Freddie Mac, slowly getting back on track after its $72.3 billion bailout in 2008 by the US taxpayer, has released its second quarterly ‘profit figures’- paying the Treasury more money than it was given in government aid.

Its second quarterly net income rounded up to $5 billion, an increase from $4.6 billion in the previous quarter. This is the second largest profit increase in the company’s history, largely due to the recovery in US real estate, a decrease in delinquencies and successful rate hedging.

The timely announcement came one day after President Obama’s call for a political effort to ‘wind down’ Freddie, effectively ending the federal government’s involvement in housing finance. The GSE currently has an interest in over half of all American mortgages. Fannie Mae, its depression-era stable mate, is set to release its figures; it seems likely that they will paint an equally rosy picture. Don Layton, chief executive of Freddie Mac, refused to comment on the GSE’s future or the quality of its profits.

The President’s reinvigoration of a longstanding commitment to reform the government’s role in housing finance has reopened the debate on mortgage subsidies and consequent market distortion. The President has thrown his weight behind a proposal which would create a private agency that essentially replicates Freddie’s mortgage securitisation model. The proposed agency’s losses would benefit from a 10% cap guaranteed by the federal government.
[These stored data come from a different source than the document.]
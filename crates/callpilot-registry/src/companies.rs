//! Company records. Companies are created implicitly when an agent names a
//! new one, so the primary write path is an upsert.

use crate::RegistryError;
use rusqlite::{params, Connection, OptionalExtension, Row};
use serde::{Deserialize, Serialize};

/// A company an agent belongs to.
#[derive(Debug, Clone, Serialize, Deserialize, PartialEq)]
pub struct Company {
    /// Internal database ID.
    pub id: i64,
    /// Unique company name.
    pub name: String,
    /// Shared dialer login prefix for the company's agents.
    pub agent_login: String,
    /// Creation timestamp (ISO 8601).
    pub created_at: String,
}

/// Ensures a company row exists and carries the given login, returning its
/// ID. An existing company with a different `agent_login` is updated.
pub fn ensure_company(
    conn: &Connection,
    name: &str,
    agent_login: &str,
) -> Result<i64, RegistryError> {
    if let Some(existing) = conn
        .query_row(
            "SELECT id, agent_login FROM companies WHERE name = ?1",
            [name],
            |row| Ok((row.get::<_, i64>(0)?, row.get::<_, String>(1)?)),
        )
        .optional()?
    {
        let (id, current_login) = existing;
        if current_login != agent_login {
            conn.execute(
                "UPDATE companies SET agent_login = ?1, updated_at = datetime('now')
                 WHERE id = ?2",
                params![agent_login, id],
            )?;
        }
        return Ok(id);
    }

    conn.execute(
        "INSERT INTO companies (name, agent_login) VALUES (?1, ?2)",
        params![name, agent_login],
    )?;
    Ok(conn.last_insert_rowid())
}

/// Retrieves a company by name.
pub fn get_company_by_name(conn: &Connection, name: &str) -> Result<Company, RegistryError> {
    conn.query_row(
        "SELECT id, name, agent_login, created_at FROM companies WHERE name = ?1",
        [name],
        map_row_to_company,
    )
    .optional()?
    .ok_or_else(|| RegistryError::NotFound(format!("company {name}")))
}

/// Lists all companies.
pub fn list_companies(conn: &Connection) -> Result<Vec<Company>, RegistryError> {
    let mut stmt =
        conn.prepare("SELECT id, name, agent_login, created_at FROM companies ORDER BY name ASC")?;
    let rows = stmt.query_map([], map_row_to_company)?;
    let mut companies = Vec::new();
    for row in rows {
        companies.push(row?);
    }
    Ok(companies)
}

fn map_row_to_company(row: &Row) -> rusqlite::Result<Company> {
    Ok(Company {
        id: row.get(0)?,
        name: row.get(1)?,
        agent_login: row.get(2)?,
        created_at: row.get(3)?,
    })
}

#[cfg(test)]
mod tests {
    use super::*;
    use rusqlite::Connection;

    fn test_conn() -> Connection {
        let conn = Connection::open_in_memory().expect("open in-memory db");
        callpilot_db::run_migrations(&conn).expect("migrations");
        conn
    }

    #[test]
    fn ensure_is_idempotent_and_updates_login() {
        let conn = test_conn();

        let first = ensure_company(&conn, "Allegient", "alg").expect("first ensure");
        let second = ensure_company(&conn, "Allegient", "alg").expect("second ensure");
        assert_eq!(first, second);

        let third = ensure_company(&conn, "Allegient", "alg2").expect("third ensure");
        assert_eq!(first, third);

        let company = get_company_by_name(&conn, "Allegient").expect("get");
        assert_eq!(company.agent_login, "alg2");
    }

    #[test]
    fn list_orders_by_name() {
        let conn = test_conn();
        ensure_company(&conn, "Zenith", "z").expect("zenith");
        ensure_company(&conn, "Acme", "a").expect("acme");

        let companies = list_companies(&conn).expect("list");
        assert_eq!(companies.len(), 2);
        assert_eq!(companies[0].name, "Acme");
        assert_eq!(companies[1].name, "Zenith");
    }

    #[test]
    fn missing_company_is_not_found() {
        let conn = test_conn();
        let err = get_company_by_name(&conn, "Nobody").unwrap_err();
        assert!(matches!(err, RegistryError::NotFound(_)));
    }
}
//! Keyword classification of transcribed customer replies.

use callpilot_types::Intent;

/// Multi-word negatives. Checked before single words so "not interested"
/// never matches the bare "interested" affirmative.
const NO_PHRASES: &[&str] = &[
    "not interested",
    "no thanks",
    "no thank you",
    "don't call",
    "do not call",
    "remove me",
    "take me off",
    "leave me alone",
];

/// Multi-word repeat requests.
const REPEAT_PHRASES: &[&str] = &["say that again", "come again", "one more time"];

const NO_WORDS: &[&str] = &["no", "nope", "nah", "never", "stop"];

const YES_WORDS: &[&str] = &[
    "yes",
    "yeah",
    "yep",
    "yup",
    "sure",
    "okay",
    "ok",
    "correct",
    "right",
    "interested",
    "absolutely",
    "definitely",
];

const REPEAT_WORDS: &[&str] = &["repeat", "again", "what", "pardon", "sorry"];

/// Classifies a transcript into the engine's intent vocabulary.
///
/// Match order is most-specific first: negative phrases, repeat phrases,
/// negative words, affirmative words, repeat words. Anything else (or an
/// empty transcript) is `Unrecognized`.
pub fn classify_intent(transcript: &str) -> Intent {
    let normalized: String = transcript
        .to_lowercase()
        .chars()
        .map(|c| {
            if c.is_alphanumeric() || c == '\'' {
                c
            } else {
                ' '
            }
        })
        .collect();
    let normalized = normalized.split_whitespace().collect::<Vec<_>>().join(" ");

    if normalized.is_empty() {
        return Intent::Unrecognized;
    }

    if NO_PHRASES.iter().any(|p| normalized.contains(p)) {
        return Intent::No;
    }
    if REPEAT_PHRASES.iter().any(|p| normalized.contains(p)) {
        return Intent::Repeat;
    }

    let words: Vec<&str> = normalized.split(' ').collect();
    if words.iter().any(|w| NO_WORDS.contains(w)) {
        return Intent::No;
    }
    if words.iter().any(|w| YES_WORDS.contains(w)) {
        return Intent::Yes;
    }
    if words.iter().any(|w| REPEAT_WORDS.contains(w)) {
        return Intent::Repeat;
    }

    Intent::Unrecognized
}

#[cfg(test)]
mod tests {
    use super::*;

    #[test]
    fn plain_affirmatives() {
        for reply in ["yes", "Yeah.", "sure thing", "okay", "I'm interested"] {
            assert_eq!(classify_intent(reply), Intent::Yes, "reply: {reply}");
        }
    }

    #[test]
    fn plain_negatives() {
        for reply in ["no", "Nope!", "nah", "please stop"] {
            assert_eq!(classify_intent(reply), Intent::No, "reply: {reply}");
        }
    }

    #[test]
    fn negation_beats_embedded_affirmative() {
        assert_eq!(classify_intent("I'm not interested"), Intent::No);
        assert_eq!(classify_intent("no thanks"), Intent::No);
        assert_eq!(classify_intent("no I'm not interested, okay?"), Intent::No);
    }

    #[test]
    fn repeat_requests() {
        for reply in ["what?", "pardon", "can you repeat that", "say that again"] {
            assert_eq!(classify_intent(reply), Intent::Repeat, "reply: {reply}");
        }
    }

    #[test]
    fn sorry_alone_is_repeat_but_sorry_no_is_negative() {
        assert_eq!(classify_intent("sorry?"), Intent::Repeat);
        assert_eq!(classify_intent("sorry, no"), Intent::No);
    }

    #[test]
    fn noise_is_unrecognized() {
        for reply in ["", "   ", "the weather is nice", "42"] {
            assert_eq!(classify_intent(reply), Intent::Unrecognized, "reply: {reply}");
        }
    }

    #[test]
    fn punctuation_and_case_are_ignored() {
        assert_eq!(classify_intent("YES!!!"), Intent::Yes);
        assert_eq!(classify_intent("No."), Intent::No);
    }
}
//! Call-control handlers (dialer Agent API) and the closer hand-off (AMI).

use crate::{ami_err_to_response, dialer_err_to_response, emit_and_broadcast, AppState};
use axum::{
    extract::{Extension, Path},
    http::StatusCode,
    response::Json,
};
use callpilot_observe::EventPayload;
use callpilot_types::AgentStatus;
use serde::Deserialize;
use serde_json::{json, Value};
use std::sync::Arc;

#[derive(Deserialize)]
pub struct DialRequest {
    pub phone_number: String,
}

#[derive(Deserialize)]
pub struct TransferRequest {
    pub phone_number: String,
}

#[derive(Deserialize)]
pub struct PauseRequest {
    pub pause: bool,
}

#[derive(Deserialize)]
pub struct StatusRequest {
    pub status: String,
}

#[derive(Deserialize)]
pub struct OriginateRequest {
    /// The bot's SIP peer name (dialed as `SIP/<extension>`).
    pub bot_extension: String,
    /// Dialplan extension to connect the bot to.
    pub destination: String,
}

#[derive(Deserialize)]
pub struct CloserRequest {
    /// The bot's live channel, e.g. `SIP/telecast-00013813`.
    pub channel: String,
    /// Campaign whose closers take the call. Falls back to the configured
    /// default.
    pub campaign_id: Option<String>,
}

/// Records a call event off the request path.
fn record_call_event(state: &Arc<AppState>, entity_id: &str, payload: EventPayload) {
    let pool = state.pool.clone();
    let observe_tx = state.observe_tx.clone();
    let entity = entity_id.to_string();

    tokio::task::spawn_blocking(move || match pool.get() {
        Ok(conn) => emit_and_broadcast(&conn, &entity, &payload, &observe_tx),
        Err(e) => tracing::warn!(error = %e, "no connection for call event"),
    });
}

fn validate_phone_number(number: &str) -> bool {
    !number.is_empty()
        && number.len() <= 20
        && number
            .chars()
            .all(|c| c.is_ascii_digit() || c == '+' || c == '*' || c == '#')
}

/// POST /api/calls/:agentUser/dial
pub async fn dial_handler(
    Extension(state): Extension<Arc<AppState>>,
    Path(agent_user): Path<String>,
    Json(payload): Json<DialRequest>,
) -> Result<Json<Value>, (StatusCode, Json<Value>)> {
    if !validate_phone_number(&payload.phone_number) {
        return Err((
            StatusCode::BAD_REQUEST,
            Json(json!({"error": "invalid phone_number"})),
        ));
    }

    let reply = state
        .dialer
        .external_dial(&agent_user, &payload.phone_number)
        .await
        .and_then(|r| r.into_result())
        .map_err(dialer_err_to_response)?;

    record_call_event(
        &state,
        &agent_user,
        EventPayload::CallDialed {
            agent_user: agent_user.clone(),
            phone_number: payload.phone_number.clone(),
        },
    );

    Ok(Json(json!({"status": "dialed", "reply": reply.raw})))
}

/// POST /api/calls/:agentUser/hangup
pub async fn hangup_handler(
    Extension(state): Extension<Arc<AppState>>,
    Path(agent_user): Path<String>,
) -> Result<Json<Value>, (StatusCode, Json<Value>)> {
    let reply = state
        .dialer
        .external_hangup(&agent_user)
        .await
        .and_then(|r| r.into_result())
        .map_err(dialer_err_to_response)?;

    record_call_event(
        &state,
        &agent_user,
        EventPayload::CallHungUp {
            agent_user: agent_user.clone(),
        },
    );

    Ok(Json(json!({"status": "hung_up", "reply": reply.raw})))
}

/// POST /api/calls/:agentUser/transfer
///
/// Conferences the destination in with the customer (the dialer drops the
/// bot leg once bridged).
pub async fn transfer_handler(
    Extension(state): Extension<Arc<AppState>>,
    Path(agent_user): Path<String>,
    Json(payload): Json<TransferRequest>,
) -> Result<Json<Value>, (StatusCode, Json<Value>)> {
    if !validate_phone_number(&payload.phone_number) {
        return Err((
            StatusCode::BAD_REQUEST,
            Json(json!({"error": "invalid phone_number"})),
        ));
    }

    let reply = state
        .dialer
        .transfer_conference(&agent_user, &payload.phone_number)
        .await
        .and_then(|r| r.into_result())
        .map_err(dialer_err_to_response)?;

    record_call_event(
        &state,
        &agent_user,
        EventPayload::CallTransferred {
            agent_user: agent_user.clone(),
            target: payload.phone_number.clone(),
        },
    );

    Ok(Json(json!({"status": "transferred", "reply": reply.raw})))
}

/// POST /api/calls/:agentUser/pause
pub async fn pause_handler(
    Extension(state): Extension<Arc<AppState>>,
    Path(agent_user): Path<String>,
    Json(payload): Json<PauseRequest>,
) -> Result<Json<Value>, (StatusCode, Json<Value>)> {
    let reply = state
        .dialer
        .external_pause(&agent_user, payload.pause)
        .await
        .and_then(|r| r.into_result())
        .map_err(dialer_err_to_response)?;

    Ok(Json(json!({
        "status": if payload.pause { "paused" } else { "resumed" },
        "reply": reply.raw,
    })))
}

/// POST /api/calls/:agentUser/status
pub async fn status_handler(
    Extension(state): Extension<Arc<AppState>>,
    Path(agent_user): Path<String>,
    Json(payload): Json<StatusRequest>,
) -> Result<Json<Value>, (StatusCode, Json<Value>)> {
    let status: AgentStatus = payload.status.parse().map_err(|_| {
        (
            StatusCode::BAD_REQUEST,
            Json(json!({"error": format!("unknown status: {}", payload.status)})),
        )
    })?;

    let reply = state
        .dialer
        .external_status(&agent_user, status)
        .await
        .and_then(|r| r.into_result())
        .map_err(dialer_err_to_response)?;

    Ok(Json(json!({
        "status": "set",
        "agent_status": status.as_code(),
        "reply": reply.raw,
    })))
}

/// GET /api/calls/:agentUser/recording
pub async fn recording_handler(
    Extension(state): Extension<Arc<AppState>>,
    Path(agent_user): Path<String>,
) -> Result<Json<Value>, (StatusCode, Json<Value>)> {
    let reply = state
        .dialer
        .recording_status(&agent_user)
        .await
        .map_err(dialer_err_to_response)?;

    Ok(Json(json!({
        "outcome": reply.outcome,
        "reply": reply.raw,
    })))
}

/// POST /api/calls/originate
///
/// Originates an outbound call from a bot's SIP peer.
pub async fn originate_handler(
    Extension(state): Extension<Arc<AppState>>,
    Json(payload): Json<OriginateRequest>,
) -> Result<Json<Value>, (StatusCode, Json<Value>)> {
    if payload.bot_extension.trim().is_empty() || payload.destination.trim().is_empty() {
        return Err((
            StatusCode::BAD_REQUEST,
            Json(json!({"error": "bot_extension and destination are required"})),
        ));
    }

    callpilot_ami::originate_bot_call(
        &state.ami,
        &state.transfer,
        &payload.bot_extension,
        &payload.destination,
    )
    .await
    .map_err(ami_err_to_response)?;

    Ok(Json(json!({
        "status": "originated",
        "bot_extension": payload.bot_extension,
        "destination": payload.destination,
    })))
}

/// POST /api/transfers/closer
///
/// Hands a live bot call to a human closer: park the customer in the
/// conference, originate a closer leg into it.
pub async fn closer_handler(
    Extension(state): Extension<Arc<AppState>>,
    Json(payload): Json<CloserRequest>,
) -> Result<Json<Value>, (StatusCode, Json<Value>)> {
    if payload.channel.trim().is_empty() {
        return Err((
            StatusCode::BAD_REQUEST,
            Json(json!({"error": "channel is required"})),
        ));
    }

    callpilot_ami::transfer_to_closer(
        &state.ami,
        &state.transfer,
        &payload.channel,
        payload.campaign_id.as_deref(),
    )
    .await
    .map_err(ami_err_to_response)?;

    let campaign = payload
        .campaign_id
        .clone()
        .unwrap_or_else(|| state.transfer.default_campaign.clone());

    record_call_event(
        &state,
        &payload.channel,
        EventPayload::CloserHandOff {
            channel: payload.channel.clone(),
            campaign_id: campaign.clone(),
        },
    );

    Ok(Json(json!({
        "status": "hand_off_started",
        "channel": payload.channel,
        "campaign_id": campaign,
    })))
}
impl SessionManager {
    pub fn new(client: AgentApiClient, pool: DbPool) -> Self {
        Self {
            client,
            pool,
            cache: Arc::new(RwLock::new(HashMap::new())),
        }
    }

    fn read_cache(&self) -> std::sync::RwLockReadGuard<'_, HashMap<String, AgentSession>> {
        self.cache.read().unwrap_or_else(|poisoned| {
            tracing::error!("session cache lock poisoned, recovering");
            poisoned.into_inner()
        })
    }

    fn write_cache(&self) -> std::sync::RwLockWriteGuard<'_, HashMap<String, AgentSession>> {
        self.cache.write().unwrap_or_else(|poisoned| {
            tracing::error!("session cache lock poisoned, recovering");
            poisoned.into_inner()
        })
    }

    /// Reloads persisted sessions into the cache. Called once at startup.
    pub async fn load_persisted(&self) -> Result<usize, DialerError> {
        let pool = self.pool.clone();
        let sessions = tokio::task::spawn_blocking(move || -> Result<_, DialerError> {
            let conn = pool.get()?;
            Ok(load_sessions(&conn)?)
        })
        .await??;

        let count = sessions.len();
        let mut cache = self.write_cache();
        for session in sessions {
            cache.insert(session.agent_user.clone(), session);
        }
        drop(cache);

        if count > 0 {
            tracing::info!(count, "restored persisted agent sessions");
        }
        Ok(count)
    }

    /// Creates the agent account on the dialer if it does not exist.
    ///
    /// The dialer replies `ERROR … duplicate` for an existing account; both
    /// that and `SUCCESS` mean the agent is ready for login.
    pub async fn ensure_agent(
        &self,
        agent_user: &str,
        agent_pass: &str,
    ) -> Result<bool, DialerError> {
        let full_name = format!("Agent {agent_user}");
        let reply = self.client.add_agent(agent_user, agent_pass, &full_name).await?;

        let ready =
            reply.outcome.is_success() || reply.raw.to_ascii_lowercase().contains("duplicate");
        if !ready {
            tracing::warn!(agent_user, reply = %reply.raw.trim_end(), "agent creation not confirmed");
        }
        Ok(ready)
    }

    /// Logs an agent in and derives its session ID.
    ///
    /// A reply without an extractable ID does not fail the login: the ID is
    /// synthesized instead, flagged, and used like a real one. The session
    /// is cached and written through to the database.
    pub async fn login(
        &self,
        agent_user: &str,
        agent_pass: &str,
        campaign_id: &str,
    ) -> Result<AgentSession, DialerError> {
        let reply = self.client.log_agent(agent_user, agent_pass, campaign_id).await?;

        if reply.outcome.is_error() {
            tracing::warn!(
                agent_user,
                reply = %reply.raw.trim_end(),
                "login reply was an error, continuing with ID extraction"
            );
        }

        let (session_id, synthesized) = match extract_session_id(&reply.raw) {
            Some(id) if id.len() >= SESSION_ID_LEN => (normalize_session_id(&id), false),
            _ => (synthesize_session_id(agent_user), true),
        };

        if synthesized {
            tracing::info!(agent_user, session_id, "synthesized session id");
        }

        let session = AgentSession {
            agent_user: agent_user.to_string(),
            session_id,
            campaign_id: campaign_id.to_string(),
            synthesized,
            verified: false,
            logged_in_at: chrono::Utc::now().to_rfc3339(),
        };

        self.store(session.clone()).await?;

        tracing::info!(
            agent_user,
            session_id = %session.session_id,
            campaign = campaign_id,
            synthesized,
            "agent logged in"
        );
        Ok(session)
    }

    /// Probes the session with a recording-status query and a READY status
    /// set. The session counts as verified if either probe is accepted.
    /// Verification failure is reported, not fatal — the session may still
    /// work for call control.
    pub async fn verify(&self, agent_user: &str) -> Result<bool, DialerError> {
        let recording = self.client.recording_status(agent_user).await?;
        let status = self
            .client
            .external_status(agent_user, AgentStatus::Ready)
            .await?;

        let verified = recording.outcome == crate::ApiOutcome::Notice
            || status.outcome.is_success();

        if let Some(mut session) = self.get(agent_user) {
            session.verified = verified;
            self.store(session).await?;
        }

        if !verified {
            tracing::warn!(agent_user, "session verification failed");
        }
        Ok(verified)
    }

    /// Re-runs login for an agent, replacing its session.
    pub async fn refresh(
        &self,
        agent_user: &str,
        agent_pass: &str,
    ) -> Result<AgentSession, DialerError> {
        let campaign_id = self
            .get(agent_user)
            .map(|s| s.campaign_id)
            .ok_or_else(|| DialerError::MissingSession(agent_user.to_string()))?;
        self.login(agent_user, agent_pass, &campaign_id).await
    }

    /// Returns the cached session for an agent.
    pub fn get(&self, agent_user: &str) -> Option<AgentSession> {
        self.read_cache().get(agent_user).cloned()
    }

    /// Returns all cached sessions, ordered by agent.
    pub fn list(&self) -> Vec<AgentSession> {
        let mut sessions: Vec<AgentSession> = self.read_cache().values().cloned().collect();
        sessions.sort_by(|a, b| a.agent_user.cmp(&b.agent_user));
        sessions
    }

    /// Drops an agent's session from the cache and the database.
    pub async fn remove(&self, agent_user: &str) -> Result<(), DialerError> {
        self.write_cache().remove(agent_user);

        let pool = self.pool.clone();
        let user = agent_user.to_string();
        tokio::task::spawn_blocking(move || -> Result<_, DialerError> {
            let conn = pool.get()?;
            delete_session(&conn, &user)?;
            Ok(())
        })
        .await??;
        Ok(())
    }

    /// Inserts into the cache and writes through to the database.
    async fn store(&self, session: AgentSession) -> Result<(), DialerError> {
        self.write_cache()
            .insert(session.agent_user.clone(), session.clone());

        let pool = self.pool.clone();
        tokio::task::spawn_blocking(move || -> Result<_, DialerError> {
            let conn = pool.get()?;
            persist_session(&conn, &session)?;
            Ok(())
        })
        .await??;
        Ok(())
    }
}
President Obama said that the action was vital to ensure that the US property market doesn’t simply ‘re-inflate the housing bubble’ and it was time to ‘turn the page on this kind of bubble-and-bust mentality.’

Although lacking in substantive detail, it would seem that the proposed agency is simply a less-transparently government guaranteed structure, with the same bubble-inflating implications. A 10% tumble in US real estate values is more business as usual than an apocalypse. It used to take a generation to forget the lessons of a major financial crash- perhaps American memories are getting shorter.